Russell argues that the only entity that can find and arrest Kony is the Ugandan army. Given that the Ugandan army has been trying, off and on, since 1987 to find Kony, that seems like a troublesome strategy. Journalist Michael Wilkerson, who has reported on the LRA for many years, notes that the Ugandan army is poorly equipped, underfed, incompetent and deeply corrupt. Past efforts to crack down on Kony have failed due to poor planning, poor coordination and Kony’s deeply honed skills at hiding in the jungle.

Complicating matters, Kony continues to rely on child soliders. That means that a military assault – targeted to a satellite phone signal or some other method used to locate Kony – would likely result in the death of abducted children. This scenario means that many northern Ugandans don’t support military efforts to capture or kill Kony, but advocate for approaches that offer amnesty to the LRA in exchange for an end to violence and a return of kidnapped children.
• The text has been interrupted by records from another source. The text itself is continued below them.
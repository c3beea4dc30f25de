mod common;

use common::{at, coffee, plate, seed, test_app, test_app_with, test_config, today};
use pickup_core::admission::{AdmissionError, CartLine, PlaceOrder, SlotChoice, PROJECTION_WARNING};
use pickup_core::code::is_valid_code;
use pickup_core::domain::{Caller, OrderStatus, Selection};
use pickup_core::ports::{Clock, OrderFilter, OrderStore};
use pickup_core::slots::BusinessHours;
use rust_decimal::Decimal;
use std::collections::{BTreeMap, HashSet};
use uuid::Uuid;

const FIRST_SLOT: u32 = 615;

fn slot(start_minute: u32) -> SlotChoice {
    SlotChoice {
        label: Some("client label".to_string()),
        start_minute: Some(start_minute as i64),
    }
}

fn line(product_id: Uuid) -> CartLine {
    CartLine {
        product_id,
        selections: BTreeMap::new(),
        salads: Vec::new(),
    }
}

fn order_for(product_id: Uuid, start_minute: u32) -> PlaceOrder {
    PlaceOrder {
        slot: slot(start_minute),
        cart: vec![line(product_id)],
        client_total: None,
    }
}

#[tokio::test(flavor = "multi_thread", worker_threads = 4)]
async fn concurrent_admissions_never_exceed_slot_limit() {
    let app = test_app(3);
    let product = coffee();
    seed(&app, &product);

    let handles: Vec<_> = (0..12)
        .map(|_| {
            let admission = app.state.admission.clone();
            let request = order_for(product.id, FIRST_SLOT);
            tokio::spawn(async move { admission.place_order(request).await })
        })
        .collect();

    let mut admitted = 0;
    let mut full = 0;
    for handle in handles {
        match handle.await.expect("task") {
            Ok(_) => admitted += 1,
            Err(AdmissionError::SlotFull(_)) => full += 1,
            Err(other) => panic!("unexpected admission error: {other}"),
        }
    }
    assert_eq!(admitted, 3);
    assert_eq!(full, 9);

    let counter = app
        .store
        .slot_counter(today(), FIRST_SLOT)
        .await
        .unwrap()
        .expect("counter");
    assert_eq!(counter.count, 3);

    let usage = app.store.capacity_usage(today()).await.unwrap();
    assert_eq!(usage.get(&FIRST_SLOT), Some(&3));
}

#[tokio::test]
async fn admitted_order_gets_code_label_and_projections() {
    let app = test_app(5);
    let product = coffee();
    seed(&app, &product);

    let placed = app
        .state
        .admission
        .place_order(order_for(product.id, FIRST_SLOT))
        .await
        .expect("admitted");

    assert!(is_valid_code(&placed.code), "bad code {}", placed.code);
    // The label comes from the generator, not from the client.
    assert_eq!(placed.pickup_time_label, "10:15 - 10:30");
    assert_eq!(placed.pickup_date, today());
    assert_eq!(placed.total, Decimal::new(250, 2));
    assert!(placed.warnings.is_empty());

    let public = app.store.get_public_order(&placed.code).await.unwrap();
    assert_eq!(public.status, OrderStatus::New);
    assert_eq!(public.pickup_time_label, "10:15 - 10:30");
}

#[tokio::test]
async fn codes_are_unique_across_orders() {
    let app = test_app(50);
    let product = coffee();
    seed(&app, &product);

    let mut codes = HashSet::new();
    for _ in 0..40 {
        let placed = app
            .state
            .admission
            .place_order(order_for(product.id, FIRST_SLOT))
            .await
            .unwrap();
        assert!(codes.insert(placed.code));
    }
}

#[tokio::test]
async fn slot_that_aged_out_is_reported_closed() {
    let app = test_app(5);
    let product = coffee();
    seed(&app, &product);

    // Listed at 10:00, submitted at 10:06: 10:15 is now inside the prep buffer.
    app.clock.set(at(10, 6));
    let err = app
        .state
        .admission
        .place_order(order_for(product.id, FIRST_SLOT))
        .await
        .unwrap_err();
    assert!(matches!(err, AdmissionError::SlotClosed { .. }), "{err:?}");
    assert_eq!(err.code(), "invalid-argument");
    assert_eq!(err.reason(), "slot_closed");

    assert!(app.store.slot_counter(today(), FIRST_SLOT).await.unwrap().is_none());
    assert!(app.store.list_orders(&OrderFilter::default()).await.unwrap().is_empty());
}

#[tokio::test]
async fn unaligned_or_distant_slots_are_not_offered() {
    let app = test_app(5);
    let product = coffee();
    seed(&app, &product);

    for start in [620, 14 * 60] {
        let err = app
            .state
            .admission
            .place_order(order_for(product.id, start))
            .await
            .unwrap_err();
        assert_eq!(err.reason(), "slot_not_offered");
    }
}

#[tokio::test]
async fn slots_outside_business_hours_are_not_offered() {
    let mut config = test_config(5);
    config.slots.business_hours = Some(BusinessHours {
        open_minute: 11 * 60,
        close_minute: 14 * 60,
    });
    let app = test_app_with(config, at(10, 0));
    let product = coffee();
    seed(&app, &product);

    let err = app
        .state
        .admission
        .place_order(order_for(product.id, FIRST_SLOT))
        .await
        .unwrap_err();
    assert_eq!(err.reason(), "slot_not_offered");

    assert!(app
        .state
        .admission
        .place_order(order_for(product.id, 11 * 60))
        .await
        .is_ok());
}

#[tokio::test]
async fn malformed_requests_are_rejected_before_anything_else() {
    let app = test_app(5);
    let product = coffee();
    seed(&app, &product);

    let missing_label = PlaceOrder {
        slot: SlotChoice {
            label: None,
            start_minute: Some(FIRST_SLOT as i64),
        },
        cart: vec![line(product.id)],
        client_total: None,
    };
    let err = app.state.admission.place_order(missing_label).await.unwrap_err();
    assert_eq!(err.reason(), "malformed_slot");

    let empty_cart = PlaceOrder {
        slot: slot(FIRST_SLOT),
        cart: Vec::new(),
        client_total: None,
    };
    let err = app.state.admission.place_order(empty_cart).await.unwrap_err();
    assert_eq!(err.reason(), "empty_cart");

    let unknown = order_for(Uuid::new_v4(), FIRST_SLOT);
    let err = app.state.admission.place_order(unknown).await.unwrap_err();
    assert_eq!(err.reason(), "unknown_product");
}

#[tokio::test]
async fn inactive_products_cannot_be_ordered() {
    let app = test_app(5);
    let mut product = coffee();
    product.active = false;
    seed(&app, &product);

    let err = app
        .state
        .admission
        .place_order(order_for(product.id, FIRST_SLOT))
        .await
        .unwrap_err();
    assert_eq!(err.reason(), "product_inactive");
}

#[tokio::test]
async fn configured_lines_are_priced_server_side() {
    let app = test_app(5);
    let product = plate();
    seed(&app, &product);

    let mut selections = BTreeMap::new();
    selections.insert("bread".to_string(), Selection::One("Rye".to_string()));
    let request = PlaceOrder {
        slot: slot(FIRST_SLOT),
        cart: vec![CartLine {
            product_id: product.id,
            selections,
            salads: vec![
                "Potato".to_string(),
                "Cucumber".to_string(),
                "Coleslaw".to_string(),
            ],
        }],
        // Deliberately wrong; the resolved total wins.
        client_total: Some(Decimal::new(100, 2)),
    };

    let placed = app.state.admission.place_order(request).await.unwrap();
    assert_eq!(placed.total, Decimal::new(970, 2));

    let order = app.store.get_order(placed.order_id).await.unwrap();
    assert_eq!(order.items.len(), 1);
    assert_eq!(
        order.items[0].display_name.as_deref(),
        Some("Schnitzel Plate (Bread: Rye • Salads: Potato, Cucumber, Coleslaw)")
    );
}

#[tokio::test]
async fn incomplete_lines_are_rejected_with_issues() {
    let app = test_app(5);
    let product = plate();
    seed(&app, &product);

    let request = PlaceOrder {
        slot: slot(FIRST_SLOT),
        cart: vec![CartLine {
            product_id: product.id,
            selections: BTreeMap::new(),
            salads: vec!["Potato".to_string()],
        }],
        client_total: None,
    };
    match app.state.admission.place_order(request).await.unwrap_err() {
        AdmissionError::IncompleteLine { issues, .. } => assert_eq!(issues.len(), 2),
        other => panic!("expected an incomplete line, got {other:?}"),
    }
    assert!(app.store.slot_counter(today(), FIRST_SLOT).await.unwrap().is_none());
}

#[tokio::test]
async fn projection_failure_keeps_the_order_and_warns() {
    let app = test_app(5);
    let product = coffee();
    seed(&app, &product);
    app.store.fail_projection_writes(true);

    let placed = app
        .state
        .admission
        .place_order(order_for(product.id, FIRST_SLOT))
        .await
        .expect("order stands without projections");
    assert_eq!(placed.warnings, vec![PROJECTION_WARNING.to_string()]);

    assert!(app.store.get_order(placed.order_id).await.is_ok());
    assert!(app.store.get_public_order(&placed.code).await.is_err());
    let counter = app
        .store
        .slot_counter(today(), FIRST_SLOT)
        .await
        .unwrap()
        .expect("counter");
    assert_eq!(counter.count, 1);
}

#[tokio::test]
async fn contention_is_retried_then_reported() {
    let app = test_app(5);
    let product = coffee();
    seed(&app, &product);

    // Two contended attempts, then success on the third.
    app.store.inject_contention(2);
    assert!(app
        .state
        .admission
        .place_order(order_for(product.id, FIRST_SLOT))
        .await
        .is_ok());

    app.store.inject_contention(10);
    let err = app
        .state
        .admission
        .place_order(order_for(product.id, FIRST_SLOT))
        .await
        .unwrap_err();
    assert!(matches!(err, AdmissionError::Contention { attempts: 3 }));
    assert_eq!(err.code(), "aborted");
}

#[tokio::test]
async fn code_collisions_regenerate_the_code() {
    let app = test_app(5);
    let product = coffee();
    seed(&app, &product);

    app.store.inject_code_conflicts(2);
    let placed = app
        .state
        .admission
        .place_order(order_for(product.id, FIRST_SLOT))
        .await
        .expect("admitted after collisions");
    assert!(is_valid_code(&placed.code));

    let counter = app
        .store
        .slot_counter(today(), FIRST_SLOT)
        .await
        .unwrap()
        .expect("counter");
    assert_eq!(counter.count, 1);
}

#[tokio::test]
async fn status_changes_fan_out_to_the_tracking_record() {
    let app = test_app(5);
    let product = coffee();
    seed(&app, &product);
    let placed = app
        .state
        .admission
        .place_order(order_for(product.id, FIRST_SLOT))
        .await
        .unwrap();

    // Anonymous callers may not change statuses.
    let err = app
        .state
        .tracker
        .set_status(&Caller::Anonymous, placed.order_id, &placed.code, OrderStatus::Ready)
        .await
        .unwrap_err();
    assert_eq!(err.code(), "permission-denied");

    // Any transition is allowed, including backwards.
    for status in [OrderStatus::Ready, OrderStatus::InProgress] {
        let change = app
            .state
            .tracker
            .set_status(&Caller::Staff, placed.order_id, &placed.code.to_lowercase(), status)
            .await
            .unwrap();
        assert!(change.projection_synced);
        let public = app.state.tracker.public_status(&placed.code).await.unwrap();
        assert_eq!(public.status, status);
    }

    let err = app
        .state
        .tracker
        .set_status(&Caller::Staff, placed.order_id, "ZZZZZZ", OrderStatus::Ready)
        .await
        .unwrap_err();
    assert_eq!(err.code(), "not-found");
}

#[tokio::test]
async fn missing_tracking_record_is_rebuilt_on_status_change() {
    let app = test_app(5);
    let product = coffee();
    seed(&app, &product);
    app.store.fail_projection_writes(true);
    let placed = app
        .state
        .admission
        .place_order(order_for(product.id, FIRST_SLOT))
        .await
        .unwrap();
    app.store.fail_projection_writes(false);
    app.clock.advance(chrono::Duration::minutes(5));

    let change = app
        .state
        .tracker
        .set_status(&Caller::Staff, placed.order_id, &placed.code, OrderStatus::InProgress)
        .await
        .unwrap();
    assert!(change.projection_synced);

    let public = app.state.tracker.public_status(&placed.code).await.unwrap();
    assert_eq!(public.status, OrderStatus::InProgress);
    assert_eq!(public.updated_at, change.updated_at);
    assert_eq!(public.updated_at, app.clock.utc_now());
    let usage = app.store.capacity_usage(today()).await.unwrap();
    assert_eq!(usage.get(&FIRST_SLOT), Some(&1));
}

#[tokio::test]
async fn late_admission_publish_does_not_reset_status() {
    let app = test_app(5);
    let product = coffee();
    seed(&app, &product);
    app.store.fail_projection_writes(true);
    let placed = app
        .state
        .admission
        .place_order(order_for(product.id, FIRST_SLOT))
        .await
        .unwrap();
    app.store.fail_projection_writes(false);

    app.state
        .tracker
        .set_status(&Caller::Staff, placed.order_id, &placed.code, OrderStatus::Ready)
        .await
        .unwrap();

    // The admission-time write arrives after staff already moved the order on.
    let mut snapshot = app.store.get_order(placed.order_id).await.unwrap();
    snapshot.status = OrderStatus::New;
    app.store
        .publish_projections(&snapshot, snapshot.created_at)
        .await
        .unwrap();

    let internal = app.store.get_order(placed.order_id).await.unwrap();
    let public = app.state.tracker.public_status(&placed.code).await.unwrap();
    assert_eq!(internal.status, OrderStatus::Ready);
    assert_eq!(public.status, OrderStatus::Ready);
    let usage = app.store.capacity_usage(today()).await.unwrap();
    assert_eq!(usage.get(&FIRST_SLOT), Some(&1));
}

#[tokio::test]
async fn open_only_hides_ready_orders() {
    let app = test_app(5);
    let product = coffee();
    seed(&app, &product);
    let first = app
        .state
        .admission
        .place_order(order_for(product.id, 630))
        .await
        .unwrap();
    let second = app
        .state
        .admission
        .place_order(order_for(product.id, FIRST_SLOT))
        .await
        .unwrap();

    let all = app
        .state
        .tracker
        .list_orders(&Caller::Staff, &OrderFilter::default())
        .await
        .unwrap();
    let ids: Vec<_> = all.iter().map(|o| o.id).collect();
    assert_eq!(ids, vec![second.order_id, first.order_id]);

    app.state
        .tracker
        .set_status(&Caller::Staff, second.order_id, &second.code, OrderStatus::Ready)
        .await
        .unwrap();
    let open = app
        .state
        .tracker
        .list_orders(
            &Caller::Staff,
            &OrderFilter {
                pickup_date: Some(today()),
                open_only: true,
            },
        )
        .await
        .unwrap();
    assert_eq!(open.len(), 1);
    assert_eq!(open[0].id, first.order_id);
}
Invisible Children have demonstrated that they can raise “awareness” through a slickly produced video and successful social media campaign. It is possible – perhaps likely – that this campaign will increase pressure on President Obama to maintain military advisors in Uganda. As Wilkerson points out in a recent post, there’s no evidence the President had threatened to pull those advisors. And as Mark Kersten observes, it’s likely that those advisors are likely in Uganda as a quid pro quo for Ugandan support for US military aims in Somalia. In other words, the action Invisible Children is asking for has been taken… and, unfortunately, hasn’t resulted in the capture of Kony.

The problem with oversimplification

The campaign Invisible Children is running is so compelling because it offers an extremely simple narrative: Kony is a uniquely bad actor, a horrific human being, whose capture will end suffering for the people of Northern Uganda. If each of us does our part, influences powerful people, the world’s most powerful military force will take action and Kony will be captured.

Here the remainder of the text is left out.